BRIEN Paul, Louis, Philippe.

Par Jean Puissant

Hannut (pr. Liège, arr. Waremme), 24 mai 1894 – Watermael-Boitsfort (pr. Brabant, arr. Bruxelles ; aujourd’hui Région de Bruxelles-Capitale), 19 février 1975. Docteur en sciences et professeur d’université, membre du Parti communiste de Belgique, sénateur provincial du Brabant, militant wallon.

Fils d’un instituteur, Émile Brien, et d’Éléonore Heine, Paul Brien entreprend des études à l’École normale de l’État à Nivelles (aujourd’hui pr. Brabant wallon, arr. Nivelles), et devient régent. Pendant la Première Guerre mondiale, il est instituteur intérimaire à Hannut. À l’issue du conflit, il poursuit des études de zoologie à l’Université libre de Bruxelles (ULB). Élève assistant en 1920, Paul Brien est docteur en sciences en 1922. Il mène une brillante carrière scientifique et académique : assistant en 1922, chargé du cours « La biologie dans ses rapports avec les sciences sociales » en 1925, professeur ordinaire en 1930.

Paul Brien n’en est pas pour autant étranger à la problématique sociale. Ami proche de l’écrivain populiste, Jean Tousseul, il partage, avec lui, dès 1915, une grande admiration pour Romain Rolland. Cette amitié reste sans faille jusqu’à la Seconde Guerre mondiale, période durant laquelle Brien se sépare de l’écrivain, pacifiste convaincu.
Lors d’une interview radiodiffusée, Paul Brien note l’importance d’une visite, à Noël 1916, à un ouvrier carrier qui lui fait découvrir la condition ouvrière. Le 4 novembre 1935, il préside la première session de l’Université ouvrière de Bruxelles qui se tient à la maison des Tramwaymen, rue du Pinçon. Il y donne des cours. Il est également membre de son Comité de patronage. Il visite l’URSS en 1935.

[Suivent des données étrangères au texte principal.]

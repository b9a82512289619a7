use times_roman_shared::{
    engagement::{begin_like, bookmark_message, commit_like, toggle_bookmark, LikeState},
    preferences::PreferenceKind,
    Article,
};
use yew::prelude::*;
use yew_router::prelude::Link;

use crate::{
    api::ClientHandle,
    auth_context::use_auth,
    components::{
        author_avatar::{AuthorAvatar, AvatarSize},
        raw_html::ArticleBody,
    },
    hooks::use_preference_revision,
    i18n::{current::article as t, fill_one},
    router::{Route, SearchQuery},
    share::{share_current_page, ShareOutcome},
    storage,
    toast_context::{use_toaster, ToastKind},
};

#[derive(Properties, PartialEq, Clone)]
pub struct ArticleViewProps {
    pub article: Article,
}

const ACTION_BUTTON: &str = "flex items-center rounded-full px-4 py-2 text-sm transition-all \
                             duration-200 hover:scale-105 hover:bg-gray-200";
const TAG_LINK: &str = "rounded-full bg-gray-100 px-3 py-1 text-sm text-gray-800 \
                        transition-all duration-200 hover:scale-105 hover:bg-gray-200";

/// Header, actions, body, author card and tags of one article.
///
/// Like and bookmark flags live in local storage and are re-read when
/// another tab rewrites them.
#[function_component(ArticleView)]
pub fn article_view(props: &ArticleViewProps) -> Html {
    let article = &props.article;
    let auth = use_auth();
    let client = use_context::<ClientHandle>();
    let toaster = use_toaster();
    let revision = use_preference_revision();

    let like_state = use_state(|| LikeState::load(&storage::preferences(), &article.id, article.likes));
    let bookmarked = use_state(|| {
        storage::preferences().is_set(PreferenceKind::Bookmarked, &article.id)
    });

    {
        let like_state = like_state.clone();
        let bookmarked = bookmarked.clone();
        use_effect_with((article.id.clone(), article.likes), move |(id, likes)| {
            let preferences = storage::preferences();
            like_state.set(LikeState::load(&preferences, id, *likes));
            bookmarked.set(preferences.is_set(PreferenceKind::Bookmarked, id));
            || ()
        });
    }

    // Another tab rewrote the flags; the count shown here stays.
    {
        let like_state = like_state.clone();
        let bookmarked = bookmarked.clone();
        let article_id = article.id.clone();
        use_effect_with(revision, move |_| {
            let preferences = storage::preferences();
            like_state.set((*like_state).with_stored_flag(&preferences, &article_id));
            bookmarked.set(preferences.is_set(PreferenceKind::Bookmarked, &article_id));
            || ()
        });
    }

    let on_like = {
        let like_state = like_state.clone();
        let auth = auth.clone();
        let toaster = toaster.clone();
        let article_id = article.id.clone();
        Callback::from(move |_: MouseEvent| {
            let preferences = storage::preferences();
            let toggle = match begin_like(&auth.status(), &preferences, &article_id, *like_state) {
                Ok(toggle) => toggle,
                Err(err) => {
                    toaster.push(ToastKind::Error, err.to_string(), None);
                    return;
                },
            };
            like_state.set(toggle.next);

            let Some(client) = client.clone() else {
                return;
            };
            let like_state = like_state.clone();
            let toaster = toaster.clone();
            let article_id = article_id.clone();
            wasm_bindgen_futures::spawn_local(async move {
                match commit_like(&*client, &preferences, &article_id, toggle).await {
                    Ok(state) => {
                        like_state.set(state);
                        toaster.success(toggle.success_message());
                    },
                    Err(err) => {
                        like_state.set(toggle.previous);
                        toaster.push(ToastKind::Error, err.to_string(), None);
                    },
                }
            });
        })
    };

    let on_bookmark = {
        let bookmarked = bookmarked.clone();
        let auth = auth.clone();
        let toaster = toaster.clone();
        let article_id = article.id.clone();
        Callback::from(move |_: MouseEvent| {
            match toggle_bookmark(&auth.status(), &storage::preferences(), &article_id) {
                Ok(now_bookmarked) => {
                    bookmarked.set(now_bookmarked);
                    toaster.success(bookmark_message(now_bookmarked));
                },
                Err(err) => toaster.push(ToastKind::Error, err.to_string(), None),
            }
        })
    };

    let on_share = {
        let toaster = toaster.clone();
        let title = article.title.clone();
        Callback::from(move |_: MouseEvent| {
            let toaster = toaster.clone();
            let title = title.clone();
            wasm_bindgen_futures::spawn_local(async move {
                match share_current_page(&title).await {
                    ShareOutcome::Shared => {},
                    ShareOutcome::Copied => toaster.success(t::LINK_COPIED),
                    ShareOutcome::Failed => toaster.push(ToastKind::Error, t::SHARE_FAILED, None),
                }
            });
        })
    };

    let category = article.category();
    let category_route = Route::Category {
        category_id: category.slug(),
    };
    let liked = like_state.liked;

    html! {
        <article class={classes!("container", "mx-auto", "px-4", "py-8")}>
            <header class={classes!("mx-auto", "max-w-3xl")}>
                <Link<Route>
                    to={category_route.clone()}
                    classes={classes!(
                        "mb-2", "inline-block", "rounded-full", "px-3", "py-1", "text-sm", "font-medium",
                        "uppercase", "tracking-wider", "text-white", category.badge_class()
                    )}
                >
                    { &article.category }
                </Link<Route>>

                <h1 class={classes!(
                    "font-serif", "text-3xl", "font-bold", "leading-tight", "tracking-tight",
                    "text-gray-900", "md:text-4xl", "lg:text-5xl"
                )}>
                    { &article.title }
                </h1>

                <div class={classes!("mb-8", "mt-6", "flex", "flex-wrap", "items-center", "justify-between")}>
                    <AuthorAvatar
                        author={article.author.clone()}
                        image={article.author_image.clone().map(AttrValue::from)}
                        date={Some(AttrValue::from(article.date.clone()))}
                        size={AvatarSize::Medium}
                    />
                    <div class={classes!("mt-2", "flex", "flex-wrap", "gap-4", "text-sm", "text-gray-600", "md:mt-0")}>
                        <span class={classes!("flex", "items-center")}>
                            <i class="far fa-calendar mr-1" aria-hidden="true"></i>
                            { &article.date }
                        </span>
                        <span class={classes!("flex", "items-center")}>
                            <i class="fas fa-book-open mr-1" aria-hidden="true"></i>
                            { fill_one(t::READ_TIME_RANGE_TEMPLATE, article.read_time_range()) }
                        </span>
                        <span class={classes!("flex", "items-center")}>
                            <i class="far fa-eye mr-1" aria-hidden="true"></i>
                            { fill_one(t::VIEWS_TEMPLATE, article.views) }
                        </span>
                    </div>
                </div>

                <div class={classes!("mb-8", "flex", "flex-wrap", "gap-2")}>
                    <button
                        type="button"
                        onclick={on_share}
                        class={classes!(ACTION_BUTTON, "bg-gray-100", "text-gray-700")}
                        aria-label={t::SHARE_ARIA}
                    >
                        <i class="fas fa-share-alt mr-2" aria-hidden="true"></i>
                        { t::SHARE }
                    </button>
                    <button
                        type="button"
                        onclick={on_bookmark}
                        class={classes!(
                            ACTION_BUTTON,
                            if *bookmarked { "bg-blue-100 text-blue-700" } else { "bg-gray-100 text-gray-700" }
                        )}
                        aria-label={if *bookmarked { t::REMOVE_BOOKMARK_ARIA } else { t::SAVE_ARIA }}
                        aria-pressed={(*bookmarked).to_string()}
                    >
                        <i class={classes!(if *bookmarked { "fas" } else { "far" }, "fa-bookmark", "mr-2")} aria-hidden="true"></i>
                        { if *bookmarked { t::SAVED } else { t::SAVE } }
                    </button>
                    <button
                        type="button"
                        onclick={on_like}
                        class={classes!(
                            ACTION_BUTTON,
                            if liked { "bg-red-100 text-red-700" } else { "bg-gray-100 text-gray-700" }
                        )}
                        aria-label={if liked { t::REMOVE_LIKE_ARIA } else { t::LIKE_ARIA }}
                        aria-pressed={liked.to_string()}
                    >
                        <i class={classes!(if liked { "fas" } else { "far" }, "fa-thumbs-up", "mr-2")} aria-hidden="true"></i>
                        <span class="mr-1">{ if liked { t::LIKED } else { t::LIKE } }</span>
                        <span class={classes!("rounded-full", "bg-gray-200", "px-2", "text-xs")}>
                            { like_state.likes }
                        </span>
                    </button>
                </div>
            </header>

            <div class="my-8">
                <div class={classes!("mx-auto", "max-w-4xl", "overflow-hidden", "rounded-lg", "shadow-lg")}>
                    <img
                        src={article.image_url.clone()}
                        alt={fill_one(t::FEATURED_IMAGE_ALT_TEMPLATE, &article.title)}
                        class="w-full"
                        width="1200"
                        height="630"
                        loading="eager"
                    />
                </div>
            </div>

            <div class={classes!("mx-auto", "max-w-3xl")}>
                <ArticleBody
                    html={article.content.clone()}
                    title={article.title.clone()}
                    class={classes!("article-content", "prose", "prose-lg", "max-w-none")}
                />

                <section class={classes!("mt-12", "rounded-lg", "border", "border-gray-200", "p-6", "shadow-sm")}>
                    <h3 class={classes!("mb-4", "text-lg", "font-bold")}>{ t::ABOUT_AUTHOR }</h3>
                    <div class={classes!("flex", "items-start", "space-x-4")}>
                        <img
                            src={article.author_image_or_default()}
                            alt={fill_one(t::AUTHOR_PHOTO_ALT_TEMPLATE, &article.author)}
                            class={classes!("h-12", "w-12", "rounded-full", "object-cover")}
                            loading="lazy"
                        />
                        <div>
                            <h4 class={classes!("text-base", "font-semibold")}>{ &article.author }</h4>
                            <p class={classes!("text-sm", "text-gray-600")}>{ article.author_bio_or_default() }</p>
                        </div>
                    </div>
                </section>

                <div class={classes!("mt-8", "flex", "flex-wrap", "gap-2")}>
                    <Link<Route, SearchQuery>
                        to={Route::Search}
                        query={Some(SearchQuery { q: Some(t::NEWS_TAG_QUERY.to_string()) })}
                        classes={TAG_LINK}
                    >
                        { t::NEWS_TAG }
                    </Link<Route, SearchQuery>>
                    <Link<Route> to={category_route} classes={TAG_LINK}>
                        { format!("#{}", article.category) }
                    </Link<Route>>
                    <Link<Route> to={Route::Home} classes={TAG_LINK}>
                        { t::SITE_TAG }
                    </Link<Route>>
                </div>
            </div>
        </article>
    }
}
use times_roman_shared::meta::{
    PageMeta, OG_IMAGE_HEIGHT, OG_IMAGE_WIDTH, SITE_NAME, TWITTER_HANDLE,
};
use web_sys::{window, Document, Element};
use yew::prelude::*;

fn document() -> Option<Document> {
    window().and_then(|win| win.document())
}

fn head() -> Option<Element> {
    let doc = document()?;
    doc.query_selector("head").ok().flatten()
}

fn upsert_head_element(selector: &str, tag_name: &str) -> Option<Element> {
    let doc = document()?;
    if let Some(found) = doc.query_selector(selector).ok().flatten() {
        return Some(found);
    }
    let head = head()?;
    let created = doc.create_element(tag_name).ok()?;
    let _ = head.append_child(&created);
    Some(created)
}

fn remove_nodes(selector: &str) {
    let Some(doc) = document() else {
        return;
    };
    let Ok(nodes) = doc.query_selector_all(selector) else {
        return;
    };

    let mut index = 0;
    while index < nodes.length() {
        if let Some(node) = nodes.item(index) {
            if let Some(parent) = node.parent_node() {
                let _ = parent.remove_child(&node);
            }
        }
        index += 1;
    }
}

fn set_meta_name(name: &str, content: &str) {
    let selector = format!("meta[name=\"{}\"]", name);
    let Some(element) = upsert_head_element(&selector, "meta") else {
        return;
    };
    let _ = element.set_attribute("name", name);
    let _ = element.set_attribute("content", content);
}

fn set_meta_property(property: &str, content: &str) {
    let selector = format!("meta[property=\"{}\"]", property);
    let Some(element) = upsert_head_element(&selector, "meta") else {
        return;
    };
    let _ = element.set_attribute("property", property);
    let _ = element.set_attribute("content", content);
}

fn set_link_canonical(url: &str) {
    let Some(element) = upsert_head_element("link[rel=\"canonical\"]", "link") else {
        return;
    };
    let _ = element.set_attribute("rel", "canonical");
    let _ = element.set_attribute("href", url);
}

pub fn set_document_title(title: &str) {
    let Some(doc) = document() else {
        return;
    };
    doc.set_title(title);
}

fn current_url() -> String {
    window()
        .and_then(|win| win.location().href().ok())
        .unwrap_or_default()
}

/// Write every head tag for `meta`. Article-only tags are removed on other
/// pages.
pub fn apply_page_meta(meta: &PageMeta) {
    let description = meta.padded_description();
    let canonical = meta.canonical.clone().unwrap_or_else(current_url);

    set_document_title(&meta.title);
    set_link_canonical(&canonical);
    set_meta_name("description", &description);

    set_meta_property("og:type", meta.og_type.as_str());
    set_meta_property("og:site_name", SITE_NAME);
    set_meta_property("og:title", &meta.title);
    set_meta_property("og:description", &description);
    set_meta_property("og:url", &canonical);
    set_meta_property("og:image", &meta.image);
    set_meta_property("og:image:width", &OG_IMAGE_WIDTH.to_string());
    set_meta_property("og:image:height", &OG_IMAGE_HEIGHT.to_string());

    set_meta_name("twitter:card", "summary_large_image");
    set_meta_name("twitter:site", TWITTER_HANDLE);
    set_meta_name("twitter:title", &meta.title);
    set_meta_name("twitter:description", &description);
    set_meta_name("twitter:image", &meta.image);

    match &meta.article {
        Some(article) => {
            set_meta_property("article:published_time", &article.published_time);
            set_meta_property("article:author", &article.author);
            set_meta_property("article:section", &article.section);
        },
        None => remove_nodes("meta[property^=\"article:\"]"),
    }
}

/// Apply `meta` whenever it changes.
#[hook]
pub fn use_page_meta(meta: PageMeta) {
    use_effect_with(meta, |meta| {
        apply_page_meta(meta);
        || ()
    });
}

En relation avec ce qui se passe à Paris, Paul Brien participe, en 1935, à la création du Comité de vigilance des intellectuels antifascistes (CVIA) qu’il préside « à un moment », explique-t-il, « où les partis ne voulaient pas voir le fascisme ». Partisan, dans cette optique, de la constitution d’un Front populaire des forces de gauche, il est élu le 22 juin 1936 sous cette étiquette et, sur présentation des conseillers provinciaux communistes, sénateur provincial du Brabant, avec l’appui d’élus socialistes.
Convoqué par le président du conseil d’administration de l’ULB, P. Hymans, qui lui présente les observations de l’institution, défendues notamment par Henri Rolin*, sur l’incompatibilité entre le professorat et l’action politique, Paul Brien répond dans une lettre datée du 13 juillet 1936 : « On peut la défendre (ULB) par une activité scientifique pure. C’est le point de vue de la plupart de mes collègues. Pendant 15 ans, il fut le mien. Il ne peut plus l’être pour moi. Devant les dangers que nous a révélés l’histoire des dernières années dans des pays voisins, dans le nôtre même... danger pour notre idéal, danger pour l’esprit,... j’ai senti, dans la sérénité et dans la quiétude de mes travaux, naître l’angoisse d’être, non plus un intellectuel mais un monstre. Les intellectuels qui ont, dans un pays, la responsabilité de la culture, devraient-ils sous le prétexte d’être en dehors de la vie même, laisser battre le principe essentiel de cette culture, le libre examen ? Pour le sauver, je n’ai vu qu’un moyen, réunir toutes les forces encore saines de notre pays, les forces démocratiques de tous les travailleurs pour assurer le droit au travail donc la dignité, la paix donc la culture, la liberté donc la pensée. » Il répète ensuite qu’il remplira toutes ses obligations pédagogiques.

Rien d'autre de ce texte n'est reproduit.